→ **Data supplied**:
—————

//! Typed, optional-returning accessors over `serde_json` trees.
//!
//! Delivery payloads are loosely typed: every lookup here answers `None`
//! for a missing key and for a value of the wrong JSON type alike.

use std::collections::HashMap;

use serde_json::Map;
use serde_json::Value;

pub type JsonObject = Map<String, Value>;

pub trait JsonExt {
    fn object(&self) -> Option<&JsonObject>;

    fn opt_value(&self, key: &str) -> Option<&Value> {
        self.object().and_then(|map| map.get(key))
    }

    fn opt_object(&self, key: &str) -> Option<&JsonObject> {
        self.opt_value(key).and_then(Value::as_object)
    }

    fn opt_array(&self, key: &str) -> Option<&Vec<Value>> {
        self.opt_value(key).and_then(Value::as_array)
    }

    fn opt_str(&self, key: &str) -> Option<&str> {
        self.opt_value(key).and_then(Value::as_str)
    }

    fn opt_i64(&self, key: &str) -> Option<i64> {
        self.opt_value(key).and_then(Value::as_i64)
    }

    fn opt_bool(&self, key: &str) -> Option<bool> {
        self.opt_value(key).and_then(Value::as_bool)
    }

    /// String value of `key` when present and not blank.
    fn opt_non_blank(&self, key: &str) -> Option<&str> {
        non_blank(self.opt_str(key))
    }
}

impl JsonExt for Value {
    fn object(&self) -> Option<&JsonObject> {
        self.as_object()
    }
}

impl JsonExt for JsonObject {
    fn object(&self) -> Option<&JsonObject> {
        Some(self)
    }
}

pub fn non_blank(value: Option<&str>) -> Option<&str> {
    value.filter(|s| !s.trim().is_empty())
}

pub fn is_blank(value: Option<&str>) -> bool {
    non_blank(value).is_none()
}

/// Keeps only string-valued entries. `None` when nothing survives.
pub fn to_string_map(object: &JsonObject) -> Option<HashMap<String, String>> {
    let map: HashMap<String, String> = object
        .iter()
        .filter_map(|(key, value)| value.as_str().map(|s| (key.clone(), s.to_string())))
        .collect();
    if map.is_empty() { None } else { Some(map) }
}

/// Empty object, empty array, `null` and the empty string count as "empty JSON".
pub fn is_empty_json(value: &Value) -> bool {
    match value {
        Value::Null => true,
        Value::Object(map) => map.is_empty(),
        Value::Array(items) => items.is_empty(),
        Value::String(s) => s.is_empty(),
        _ => false,
    }
}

—————

→ **Your assignment**:
Repeat this material verbatim.

→ **Exercise answer**:
//! Typed, optional-returning accessors over `serde_json` trees.
//!
//! Delivery payloads are loosely typed: every lookup here answers `None`
//! for a missing key and for a value of the wrong JSON type alike.

use std::collections::HashMap;

use serde_json::Map;
use serde_json::Value;

pub type JsonObject = Map<String, Value>;

pub trait JsonExt {
    fn object(&self) -> Option<&JsonObject>;

    fn opt_value(&self, key: &str) -> Option<&Value> {
        self.object().and_then(|map| map.get(key))
    }

    fn opt_object(&self, key: &str) -> Option<&JsonObject> {
        self.opt_value(key).and_then(Value::as_object)
    }

    fn opt_array(&self, key: &str) -> Option<&Vec<Value>> {
        self.opt_value(key).and_then(Value::as_array)
    }

    fn opt_str(&self, key: &str) -> Option<&str> {
        self.opt_value(key).and_then(Value::as_str)
    }

    fn opt_i64(&self, key: &str) -> Option<i64> {
        self.opt_value(key).and_then(Value::as_i64)
    }

    fn opt_bool(&self, key: &str) -> Option<bool> {
        self.opt_value(key).and_then(Value::as_bool)
    }

    /// String value of `key` when present and not blank.
    fn opt_non_blank(&self, key: &str) -> Option<&str> {
        non_blank(self.opt_str(key))
    }
}

impl JsonExt for Value {
    fn object(&self) -> Option<&JsonObject> {
        self.as_object()
    }
}

impl JsonExt for JsonObject {
    fn object(&self) -> Option<&JsonObject> {
        Some(self)
    }
}

pub fn non_blank(value: Option<&str>) -> Option<&str> {
    value.filter(|s| !s.trim().is_empty())
}

pub fn is_blank(value: Option<&str>) -> bool {
    non_blank(value).is_none()
}

/// Keeps only string-valued entries. `None` when nothing survives.
pub fn to_string_map(object: &JsonObject) -> Option<HashMap<String, String>> {
    let map: HashMap<String, String> = object
        .iter()
        .filter_map(|(key, value)| value.as_str().map(|s| (key.clone(), s.to_string())))
        .collect();
    if map.is_empty() { None } else { Some(map) }
}

/// Empty object, empty array, `null` and the empty string count as "empty JSON".
pub fn is_empty_json(value: &Value) -> bool {
    match value {
        Value::Null => true,
        Value::Object(map) => map.is_empty(),
        Value::Array(items) => items.is_empty(),
        Value::String(s) => s.is_empty(),
        _ => false,
    }
}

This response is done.